_Working data_
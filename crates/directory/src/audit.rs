//! Audit trail of sign-ins and sign-outs.

use std::sync::{Mutex, PoisonError};

use chrono::{DateTime, Utc};
use serde::{Deserialize, Serialize};
use thiserror::Error;
use uuid::Uuid;

use pharmacrm_core::EmployeeId;

#[derive(Debug, Copy, Clone, PartialEq, Eq, Serialize, Deserialize)]
#[serde(rename_all = "snake_case")]
pub enum AuditAction {
    LoggedIn,
    LoggedOut,
}

impl AuditAction {
    /// Label stored alongside the entry.
    pub fn label(&self) -> &'static str {
        match self {
            AuditAction::LoggedIn => "User logged in",
            AuditAction::LoggedOut => "User logged out",
        }
    }
}

/// One audit record, attributed to the acting employee.
#[derive(Debug, Clone, PartialEq, Eq, Serialize, Deserialize)]
pub struct AuditEntry {
    pub entry_id: Uuid,
    pub employee_id: EmployeeId,
    pub action: AuditAction,
    pub label: String,
    pub recorded_at: DateTime<Utc>,
}

impl AuditEntry {
    pub fn new(employee_id: EmployeeId, action: AuditAction, recorded_at: DateTime<Utc>) -> Self {
        Self {
            entry_id: Uuid::now_v7(),
            employee_id,
            action,
            label: action.label().to_string(),
            recorded_at,
        }
    }
}

#[derive(Debug, Error, Clone, PartialEq, Eq)]
pub enum AuditError {
    #[error("audit sink unavailable: {0}")]
    Unavailable(String),
}

/// Append-only audit sink.
pub trait AuditLog: Send + Sync {
    fn record(&self, entry: AuditEntry) -> Result<(), AuditError>;

    /// All entries, oldest first.
    fn entries(&self) -> Vec<AuditEntry>;
}

#[derive(Debug, Default)]
pub struct InMemoryAuditLog {
    entries: Mutex<Vec<AuditEntry>>,
}

impl InMemoryAuditLog {
    pub fn new() -> Self {
        Self::default()
    }
}

impl AuditLog for InMemoryAuditLog {
    fn record(&self, entry: AuditEntry) -> Result<(), AuditError> {
        self.entries
            .lock()
            .unwrap_or_else(PoisonError::into_inner)
            .push(entry);
        Ok(())
    }

    fn entries(&self) -> Vec<AuditEntry> {
        self.entries
            .lock()
            .unwrap_or_else(PoisonError::into_inner)
            .clone()
    }
}
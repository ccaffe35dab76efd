use std::sync::Arc;

use axum::{
    Json,
    body::Bytes,
    extract::Extension,
    http::StatusCode,
    response::{IntoResponse, Response},
};

use pharmacrm_auth::VerifierRequest;
use pharmacrm_directory::EmployeeAuthService;

use crate::app::errors::verifier_error;

/// `POST /functions/v1/employee-auth`
///
/// Well-formed requests always answer 200; success or failure is carried in
/// the body's `status` field. Unparsable bodies and unknown actions get 400.
pub async fn handle(
    Extension(service): Extension<Arc<EmployeeAuthService>>,
    body: Bytes,
) -> Response {
    let request: VerifierRequest = match serde_json::from_slice(&body) {
        Ok(request) => request,
        Err(e) => {
            tracing::warn!(error = %e, "rejecting malformed employee-auth request");
            return verifier_error(StatusCode::BAD_REQUEST, format!("Invalid request: {e}"));
        }
    };

    // Password hashing is CPU-bound; keep it off the async workers.
    match tokio::task::spawn_blocking(move || service.handle(request)).await {
        Ok(response) => Json(response).into_response(),
        Err(e) => {
            tracing::error!(error = %e, "employee-auth handler task failed");
            verifier_error(StatusCode::INTERNAL_SERVER_ERROR, "Internal error")
        }
    }
}
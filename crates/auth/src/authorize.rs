use serde::Serialize;
use thiserror::Error;

use pharmacrm_core::{Employee, Feature, Role};

#[derive(Debug, Error, Clone, PartialEq, Eq)]
pub enum AuthzError {
    #[error("not authenticated")]
    Unauthenticated,

    #[error("forbidden: role '{role}' may not access '{feature}'")]
    Forbidden { role: Role, feature: Feature },
}

/// Static role → feature table.
///
/// Exhaustive over both enums so a new feature or role cannot slip through
/// without a decision here.
pub fn role_grants(role: Role, feature: Feature) -> bool {
    match (feature, role) {
        (_, Role::Unrecognized) => false,
        (Feature::Employees, Role::Admin) => true,
        (Feature::Employees, Role::SalesRep | Role::Manager) => false,
        (Feature::Inventory, Role::Admin | Role::Manager) => true,
        (Feature::Inventory, Role::SalesRep) => false,
        (Feature::Customers | Feature::Orders | Feature::Tasks, _) => true,
    }
}

/// Does the user hold exactly `role`?
///
/// Unrecognized roles never match, not even `Role::Unrecognized` itself.
pub fn has_role(user: Option<&Employee>, role: Role) -> bool {
    role.is_recognized() && user.is_some_and(|e| e.role == role)
}

pub fn is_admin(user: Option<&Employee>) -> bool {
    has_role(user, Role::Admin)
}

/// Whether admin-only navigation entries should be rendered.
pub fn shows_admin_navigation(user: Option<&Employee>) -> bool {
    is_admin(user)
}

/// Check access to a feature. No user means no access.
pub fn can_access(user: Option<&Employee>, feature: Feature) -> bool {
    user.is_some_and(|e| role_grants(e.role, feature))
}

/// String-keyed variant for callers holding a route or menu key.
///
/// Unknown feature names are denied.
pub fn can_access_named(user: Option<&Employee>, feature: &str) -> bool {
    feature
        .parse::<Feature>()
        .is_ok_and(|f| can_access(user, f))
}

/// Features the user may open, in navigation order.
pub fn accessible_features(user: Option<&Employee>) -> Vec<Feature> {
    Feature::ALL
        .into_iter()
        .filter(|f| can_access(user, *f))
        .collect()
}

/// Same decision as [`can_access`], as a `Result` for `?` at call sites.
pub fn authorize(user: Option<&Employee>, feature: Feature) -> Result<(), AuthzError> {
    let Some(employee) = user else {
        return Err(AuthzError::Unauthenticated);
    };
    if role_grants(employee.role, feature) {
        Ok(())
    } else {
        Err(AuthzError::Forbidden {
            role: employee.role,
            feature,
        })
    }
}

// ─────────────────────────────────────────────────────────────────────────────
// Access Explanation (Audit Trail)
// ─────────────────────────────────────────────────────────────────────────────

/// Detailed, serializable record of an access decision.
#[derive(Debug, Clone, PartialEq, Eq, Serialize)]
pub struct AccessExplanation {
    pub feature: Feature,
    pub granted: bool,
    pub employee_id: Option<String>,
    pub role: Option<Role>,
    /// Human-readable reason for the decision.
    pub reason: String,
    pub denial: Option<DenialKind>,
    /// Roles that would be granted this feature.
    pub granting_roles: Vec<Role>,
}

#[derive(Debug, Clone, Copy, PartialEq, Eq, Serialize)]
#[serde(rename_all = "snake_case")]
pub enum DenialKind {
    Unauthenticated,
    UnrecognizedRole,
    InsufficientRole,
}

/// Explain why access to `feature` would be granted or denied.
pub fn explain_access(user: Option<&Employee>, feature: Feature) -> AccessExplanation {
    let granting_roles: Vec<Role> = Role::ALL
        .into_iter()
        .filter(|r| role_grants(*r, feature))
        .collect();

    let Some(employee) = user else {
        return AccessExplanation {
            feature,
            granted: false,
            employee_id: None,
            role: None,
            reason: format!("No employee is signed in; '{feature}' requires authentication"),
            denial: Some(DenialKind::Unauthenticated),
            granting_roles,
        };
    };

    let granted = role_grants(employee.role, feature);
    let (reason, denial) = if granted {
        (format!("Role '{}' grants '{feature}'", employee.role), None)
    } else if !employee.role.is_recognized() {
        (
            format!("Employee {} carries an unrecognized role", employee.id),
            Some(DenialKind::UnrecognizedRole),
        )
    } else {
        (
            format!(
                "Role '{}' does not grant '{feature}'; requires one of {:?}",
                employee.role,
                granting_roles.iter().map(Role::as_str).collect::<Vec<_>>()
            ),
            Some(DenialKind::InsufficientRole),
        )
    };

    AccessExplanation {
        feature,
        granted,
        employee_id: Some(employee.id.to_string()),
        role: Some(employee.role),
        reason,
        denial,
        granting_roles,
    }
}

_Exercise goal_
Determine the number of lines in the records that include the string "return", and respond with that number only.

_Expected output_
3